The Eagles need that kind of leadership more than ever right now, on and off the field. Reid, as is his way, was stoic and resolved as he met the media. He understands the game, he knows the landscape and in the end what matters is how the Eagles play. Wins and losses.
Outside pressure, headline criticisms and fan frustrations can't take him away from doing everything possible to put the Eagles back on course.
"I don't get into all that. I'm here to do my job," said Reid. "I know people want us to win football games, and we want to win football games and that's the important thing. Anything that gets in the way of that, I ignore. We just have to take care of business and get ourselves on the right track."
Reid has never been a coach who motivated his players with tongue lashings or paint-peeling speeches. He sets a standard of expectation, pushes his players to reach and remain at that tempo, and then gives the locker room a chance to breathe and to form its own leadership within those walls.
The method has been productive in the 9-plus seasons here, with just two losing records to go along with six playoff appearances, four division titles … and you know the numbers.
There is no question – at least from my perspective – that the Eagles are playing hard on every down. That is not even a question here. Where the team has lacked in 10 games is really, across the board. As Reid has said, accurately, everyone shares in the blame. The team has struggled in short-yardage situations, in large handfuls of time opening games, on defense in big games against the run, in coaching X's and O's and uses of personnel, on special teams and in the mental-toughness department.
Little things have added up to big things and, thus, the team is 5-4-1 with little margin for missteps if the playoffs are to be attained.
Reid is the one ultimately responsible. Again, he knows that. That's why all that happens outside is really not the story. The story to be written is how Reid directs the team from this moment ahead.
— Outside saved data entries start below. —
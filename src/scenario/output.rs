//! Serializable batch results.

use std::fs::File;
use std::io::Write;
use std::path::Path;

use serde::{Deserialize, Serialize};

use crate::auction::{AuctionConfig, EquilibriumSet, PayoffTables};

/// How many equilibria `print_summary` lists per scenario.
const SUMMARY_LIMIT: usize = 5;

/// One equilibrium with the payoffs both bidders receive there.
#[derive(Debug, Clone, PartialEq, Serialize, Deserialize)]
pub struct EquilibriumPoint {
    /// Bidder 1's bid.
    pub b1: u32,
    /// Bidder 2's bid.
    pub b2: u32,
    /// Bidder 1's payoff at the equilibrium.
    pub payoff1: f64,
    /// Bidder 2's payoff at the equilibrium.
    pub payoff2: f64,
}

/// Result of one scenario: either its equilibria or the error that aborted it.
#[derive(Debug, Clone, PartialEq, Serialize, Deserialize)]
pub struct ScenarioOutcome {
    /// Bidder 1's valuation.
    pub v1: f64,
    /// Bidder 2's valuation.
    pub v2: f64,
    /// Format name as requested (may be invalid if the scenario failed).
    pub format: String,
    /// Number of equilibria found.
    pub num_equilibria: usize,
    /// Every equilibrium with its payoffs.
    pub equilibria: Vec<EquilibriumPoint>,
    /// Error text if the scenario failed.
    #[serde(skip_serializing_if = "Option::is_none")]
    pub error: Option<String>,
}

impl ScenarioOutcome {
    /// Outcome for a solved scenario.
    pub fn solved(
        v1: f64,
        v2: f64,
        format: &str,
        tables: &PayoffTables,
        equilibria: &EquilibriumSet,
    ) -> Self {
        let points = equilibria
            .iter()
            .map(|&(b1, b2)| {
                let (payoff1, payoff2) = tables.payoffs_at(b1, b2);
                EquilibriumPoint {
                    b1,
                    b2,
                    payoff1,
                    payoff2,
                }
            })
            .collect();

        Self {
            v1,
            v2,
            format: format.to_string(),
            num_equilibria: equilibria.len(),
            equilibria: points,
            error: None,
        }
    }

    /// Outcome for a scenario that failed.
    pub fn failed(v1: f64, v2: f64, format: &str, error: String) -> Self {
        Self {
            v1,
            v2,
            format: format.to_string(),
            num_equilibria: 0,
            equilibria: Vec::new(),
            error: Some(error),
        }
    }

    /// Whether the scenario failed.
    pub fn is_failed(&self) -> bool {
        self.error.is_some()
    }
}

/// Results of a whole scenario batch.
#[derive(Debug, Clone, PartialEq, Serialize, Deserialize)]
pub struct BatchOutput {
    /// Inclusive grid bound used.
    pub max_bid: u32,
    /// Tie tolerance used.
    pub eps: f64,
    /// Outcomes in batch order.
    pub scenarios: Vec<ScenarioOutcome>,
    /// Wall-clock time for the batch.
    pub elapsed_seconds: f64,
}

impl BatchOutput {
    /// Empty output for a batch run with `config`.
    pub fn new(config: &AuctionConfig) -> Self {
        Self {
            max_bid: config.max_bid,
            eps: config.eps,
            scenarios: Vec::new(),
            elapsed_seconds: 0.0,
        }
    }

    /// Append a scenario outcome.
    pub fn add_scenario(&mut self, outcome: ScenarioOutcome) {
        self.scenarios.push(outcome);
    }

    /// Number of scenarios that failed.
    pub fn num_failed(&self) -> usize {
        self.scenarios.iter().filter(|s| s.is_failed()).count()
    }

    /// Save as pretty-printed JSON.
    pub fn save_json<P: AsRef<Path>>(&self, path: P) -> std::io::Result<()> {
        let json = serde_json::to_string_pretty(self)?;
        let mut file = File::create(path)?;
        file.write_all(json.as_bytes())?;
        Ok(())
    }

    /// Print a per-scenario summary with payoffs at the first few equilibria.
    pub fn print_summary(&self) {
        println!("=== Summary (bids 0..={}) ===", self.max_bid);
        for outcome in &self.scenarios {
            println!(
                "\nValue profile: v1={}, v2={} | {}",
                outcome.v1, outcome.v2, outcome.format
            );

            if let Some(error) = &outcome.error {
                println!("  failed: {}", error);
                continue;
            }

            println!("Total equilibria found: {}", outcome.num_equilibria);
            if outcome.num_equilibria > SUMMARY_LIMIT {
                println!("  (Showing first {} of {})", SUMMARY_LIMIT, outcome.num_equilibria);
            }
            for point in outcome.equilibria.iter().take(SUMMARY_LIMIT) {
                println!(
                    "  -> ({}, {}): Payoffs = ({:.2}, {:.2})",
                    point.b1, point.b2, point.payoff1, point.payoff2
                );
            }
        }
        println!("\nTotal time: {:.3}s", self.elapsed_seconds);
    }
}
To have the Eagles reach the highest level, Reid needs his quarterback to find his mojo once again. McNabb's time on Wednesday with the media started with a joke or two, a lot of smiling, "no regrets" about admitting he didn't know about the overtime rules in the league and, finally, emphatically, the end.
"The overtime is over," said McNabb.
Honestly, I thought McNabb handled himself well. And I have to tell you that I don't really care that he didn't know the rule, because it didn't affect Sunday's 13-13 tie. I don't care that a lot of players around the league have joined McNabb in agreeing with him that they didn't know the rule.
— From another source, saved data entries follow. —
//! Sealed-bid auction equilibrium finder binary.
//!
//! Usage:
//!   cargo run --release --bin auction_nash -- [OPTIONS]
//!
//! Without options, solves the default batch: value profiles (50, 50),
//! (70, 50), (49, 50) in both FPA and SPA on bids 0..=100.

use std::time::Instant;

use anyhow::Context;
use clap::Parser;
use indicatif::{ProgressBar, ProgressStyle};

use auction_nash::scenario::{run_batch_with_callback, NullReporter, Reporter, StdoutReporter};
use auction_nash::{AuctionConfig, ScenarioBatch};

#[derive(Parser)]
#[command(author, version, about = "Pure-strategy Nash equilibria of sealed-bid auctions")]
struct Args {
    /// Configuration JSON file (max_bid, eps, num_threads)
    #[arg(short, long)]
    config: Option<String>,

    /// Scenario batch JSON file (value_profiles, formats)
    #[arg(short, long)]
    batch: Option<String>,

    /// Value profile "v1,v2" (repeatable; overrides the batch file's profiles)
    #[arg(short = 'v', long = "values", value_parser = parse_profile)]
    values: Vec<(f64, f64)>,

    /// Auction format, FPA or SPA (repeatable; overrides the batch file's formats)
    #[arg(short, long = "format")]
    formats: Vec<String>,

    /// Inclusive upper bound of the bid grid
    #[arg(long)]
    max_bid: Option<u32>,

    /// Tie tolerance for best responses
    #[arg(long)]
    eps: Option<f64>,

    /// Number of threads (0 or 1 = sequential)
    #[arg(short, long)]
    threads: Option<usize>,

    /// Write results as JSON to this file
    #[arg(short, long)]
    output: Option<String>,

    /// Only print the summary, not one line per equilibrium
    #[arg(short, long)]
    quiet: bool,

    /// Enable debug logging
    #[arg(long)]
    verbose: bool,
}

fn parse_profile(s: &str) -> Result<(f64, f64), String> {
    let (v1, v2) = s
        .split_once(',')
        .ok_or_else(|| format!("expected \"v1,v2\", got \"{}\"", s))?;
    let v1 = v1.trim().parse::<f64>().map_err(|e| e.to_string())?;
    let v2 = v2.trim().parse::<f64>().map_err(|e| e.to_string())?;
    if !v1.is_finite() || !v2.is_finite() {
        return Err(format!("valuations must be finite, got \"{}\"", s));
    }
    Ok((v1, v2))
}

fn main() -> anyhow::Result<()> {
    let args = Args::parse();

    let level = if args.verbose { "debug" } else { "info" };
    env_logger::Builder::from_env(env_logger::Env::default().default_filter_or(level)).init();

    let mut config = match &args.config {
        Some(path) => AuctionConfig::from_json_file(path)
            .with_context(|| format!("loading config from {}", path))?,
        None => AuctionConfig::default(),
    };
    if let Some(max_bid) = args.max_bid {
        config = config.with_max_bid(max_bid);
    }
    if let Some(eps) = args.eps {
        config = config.with_eps(eps);
    }
    if let Some(threads) = args.threads {
        config = config.with_threads(threads);
    }
    config.validate().context("invalid configuration")?;

    let mut batch = match &args.batch {
        Some(path) => ScenarioBatch::from_json_file(path)
            .with_context(|| format!("loading scenario batch from {}", path))?,
        None => ScenarioBatch::default(),
    };
    if !args.values.is_empty() {
        batch.value_profiles = args.values.clone();
    }
    if !args.formats.is_empty() {
        batch.formats = args.formats.clone();
    }

    println!("=== Sealed-Bid Auction Equilibria ===");
    println!(
        "Bids: 0..={} | eps: {:e} | Scenarios: {}",
        config.max_bid,
        config.eps,
        batch.len()
    );
    println!();

    let start = Instant::now();

    let progress = ProgressBar::new(batch.len() as u64);
    progress.set_style(
        ProgressStyle::with_template("[{elapsed_precise}] {bar:40} {pos}/{len} scenarios")
            .context("progress bar template")?,
    );

    let mut stdout_reporter = StdoutReporter;
    let mut null_reporter = NullReporter;
    let reporter: &mut dyn Reporter = if args.quiet {
        &mut null_reporter
    } else {
        &mut stdout_reporter
    };

    let output = run_batch_with_callback(&batch, &config, reporter, || progress.inc(1));
    progress.finish_and_clear();

    println!();
    output.print_summary();
    log::info!("finished in {:.3}s", start.elapsed().as_secs_f64());

    if let Some(path) = &args.output {
        output
            .save_json(path)
            .with_context(|| format!("saving results to {}", path))?;
        println!("Saved JSON: {}", path);
    }

    if output.num_failed() > 0 {
        anyhow::bail!("{} of {} scenarios failed", output.num_failed(), output.scenarios.len());
    }

    Ok(())
}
I care that McNabb gets back to what he was early in the season when he threw the ball to spots and allowed his receivers to make plays, that he broke free in the pocket and showed a great lower-leg strength and quickness that made him a dual threat, that he projected a confidence that bled over to the rest of the team and allowed us all to get a glimpse of just how good this team could be when it walloped St. Louis, played with heart and grit during a heartbreaking, but encouraging, loss in Dallas and then matched haymakers with Pittsburgh in a stirring win at Lincoln Financial Field.
What happened to that team?
Can that team come back before it's too late this season?
Players-only meetings can have all kinds of impact on teams. They are galvanizing, for sure, but it remains to be seen how profound the effect will have here. Nobody knows. The days of preparation leading up to Sunday are enormous, of course, with the telling 60 minutes starting at 1 p.m. that day.